Anche lo sgombro purtroppo non è tra i pesci più sani, a causa dell’alta dose di mercurio che contiene.

Il mercurio è un metallo che il nostro organismo non è in grado di eliminare, quindi si accumula nei tessuti provocando intossicazione e diverse malattie.

3. Tonno pinna nera

Il tonno, della varietà pinna nera (Thunnus atlanticus), contiene parecchio mercurio.

In realtà e ormai impossibile trovare un tonno che sia vissuto nel suo habitat naturale, dal momento che è a rischio di estinzione.

  • Il pesce che troviamo in commercio è per lo più di allevamento e spesso nutrito con antibiotici e ormoni.
  • Pieno di mercurio o di ormoni, non si consiglia di superare la quantità di un etto al mese, nel caso degli adulti. Sconsigliato del tutto ai bambini.

4. Tilapia

La tilapia è un pesce molto grasso, tanto da far concorrenza alla pancetta.

  • Se assunto in eccesso, aumenta il livello di colesterolo cattivo (LDL) e rende l’organismo più sensibile agli allergeni.
  • Da evitare soprattutto se si soffre di asma, artrite o malattie cardiache.

5. Anguilla

L’anguilla è un altro pesce molto grasso, inoltre assorbe con facilità tutte le sostanze inquinanti presenti nell’acqua.

L’anguilla europea, rispetto alla varietà americana, contiene alte dosi di mercurio. Non è consigliabile superare la dose di tre etti per gli adulti e due etti per i bambini.

6. Pangasio

Il pangasio viene allevato in Vietnam, precisamente nel fiume Mekong, considerato uno dei corsi d’acqua più inquinati al mondo.

Questo pesce potrebbe contenere alti livelli di mercurio, nitrofurazone e polifosfati, sostanze tossiche o cancerogene.

7. Tilefish

Se vi trovate all’estero, potrebbe capitarvi di trovare questo pesce, il quale contiene il livello più alto di contaminazione da mercurio. Ne viene infatti sconsigliato il consumo alle donne in gravidanza e ai bambini.

Leggete anche: Come eliminare i metalli pesanti dall’organismo

8. Ruvetto

Il ruvetto è un pesce che contiene gempilotossina, una sostanza simile alla cera che conferisce alla carne di questo animale un sapore oleoso.

Questi grassi non sono digeribili e possono causare indigestione e disturbi gastrointestinali, benché non siano pericolosi. Per ridurre la quantità di gempilotossina, si consiglia di cuocere il ruvetto al forno o di friggerlo.
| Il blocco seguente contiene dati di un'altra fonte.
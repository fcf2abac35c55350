// src/assets.rs
//! Загрузка растровых ассетов карты.
//!
//! Каждый ассет загружается независимо и проверяется на точное совпадение
//! размеров с конфигурацией: вся пиксельная арифметика движка считает размеры
//! растров равными размерам карты. Ошибка загрузки фатальна для инициализации
//! и несёт имя ассета — никакой тихой подмены заглушкой.

use std::path::Path;

use crate::config::MapConfig;
use crate::error::MapError;
use crate::raster::PixelRaster;

/// Набор входных растров: провинции, рельеф, вода, реки.
#[derive(Debug, Clone)]
pub struct AssetSet {
    pub provinces: PixelRaster,
    pub terrain: PixelRaster,
    pub water: PixelRaster,
    pub rivers: PixelRaster,
}

impl AssetSet {
    /// Загружает все четыре растра; конвейер стартует только после того,
    /// как барьер отметит завершение всех загрузок.
    pub fn load(config: &MapConfig) -> Result<Self, MapError> {
        let expected = (config.width, config.height);
        let mut barrier = LoadBarrier::new(4);

        let provinces = load_raster("provinces", &config.assets.provinces, expected)?;
        barrier.complete_one();
        let terrain = load_raster("terrain", &config.assets.terrain, expected)?;
        barrier.complete_one();
        let water = load_raster("water", &config.assets.water, expected)?;
        barrier.complete_one();
        let rivers = load_raster("rivers", &config.assets.rivers, expected)?;
        let fired = barrier.complete_one();
        debug_assert!(fired && barrier.is_ready());

        tracing::info!(
            width = expected.0,
            height = expected.1,
            "ассеты карты загружены"
        );
        Ok(Self {
            provinces,
            terrain,
            water,
            rivers,
        })
    }
}

/// Загружает один RGBA-растр и сверяет его размер с ожидаемым.
pub fn load_raster(
    asset: &'static str,
    path: &Path,
    expected: (u32, u32),
) -> Result<PixelRaster, MapError> {
    let img = image::open(path)
        .map_err(|source| MapError::AssetLoad {
            asset,
            path: path.to_path_buf(),
            source,
        })?
        .to_rgba8();
    let (actual_w, actual_h) = img.dimensions();
    if (actual_w, actual_h) != expected {
        return Err(MapError::AssetDimensions {
            asset,
            expected_w: expected.0,
            expected_h: expected.1,
            actual_w,
            actual_h,
        });
    }
    tracing::debug!(asset, ?path, "растр загружен");
    Ok(PixelRaster::from_image(img))
}

/// Барьер завершения N независимых загрузок.
///
/// Каждая загрузка отмечается ровно один раз через [`complete_one`];
/// переход "все готовы" срабатывает единожды, порядок завершения не важен.
/// Явное значение вместо замыкания над изменяемым счётчиком: барьер можно
/// передавать, опрашивать и тестировать.
///
/// [`complete_one`]: LoadBarrier::complete_one
#[derive(Debug, Clone)]
pub struct LoadBarrier {
    remaining: usize,
    fired: bool,
}

impl LoadBarrier {
    /// Барьер над `count` загрузками; при `count == 0` готов сразу.
    #[must_use]
    pub fn new(count: usize) -> Self {
        Self {
            remaining: count,
            fired: count == 0,
        }
    }

    /// Отмечает завершение одной загрузки. Возвращает `true` ровно один
    /// раз — в момент, когда завершилась последняя; лишние вызовы
    /// игнорируются.
    pub fn complete_one(&mut self) -> bool {
        if self.remaining > 0 {
            self.remaining -= 1;
        }
        if self.remaining == 0 && !self.fired {
            self.fired = true;
            return true;
        }
        false
    }

    #[must_use]
    pub fn is_ready(&self) -> bool {
        self.remaining == 0
    }
}

#[cfg(test)]
mod tests {
    use super::*;

    #[test]
    fn barrier_fires_exactly_once() {
        let mut barrier = LoadBarrier::new(3);
        assert!(!barrier.complete_one());
        assert!(!barrier.is_ready());
        assert!(!barrier.complete_one());
        assert!(barrier.complete_one());
        assert!(barrier.is_ready());
        // лишний сигнал не перезапускает переход
        assert!(!barrier.complete_one());
    }

    #[test]
    fn barrier_order_independent() {
        // завершения неразличимы, важен только счётчик
        let mut barrier = LoadBarrier::new(2);
        assert!(!barrier.complete_one());
        assert!(barrier.complete_one());
    }

    #[test]
    fn empty_barrier_is_ready() {
        let barrier = LoadBarrier::new(0);
        assert!(barrier.is_ready());
    }

    #[test]
    fn missing_asset_is_distinct_error() {
        let err = load_raster("terrain", Path::new("/nonexistent/terrain.png"), (4, 4))
            .unwrap_err();
        match err {
            MapError::AssetLoad { asset, .. } => assert_eq!(asset, "terrain"),
            other => panic!("неожиданная ошибка: {other}"),
        }
    }
}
Ma se soffrite già di problemi digestivi, sarà decisamente meglio non mangiarlo.

9. Spigola

La spigola contiene una discreta quantità di mercurio. Talvolta al posto della spigola viene venduto il pangasio o altro pesce più economico.

In ogni caso, è sempre meglio indirizzarsi verso altre varietà più sane e con meno mercurio.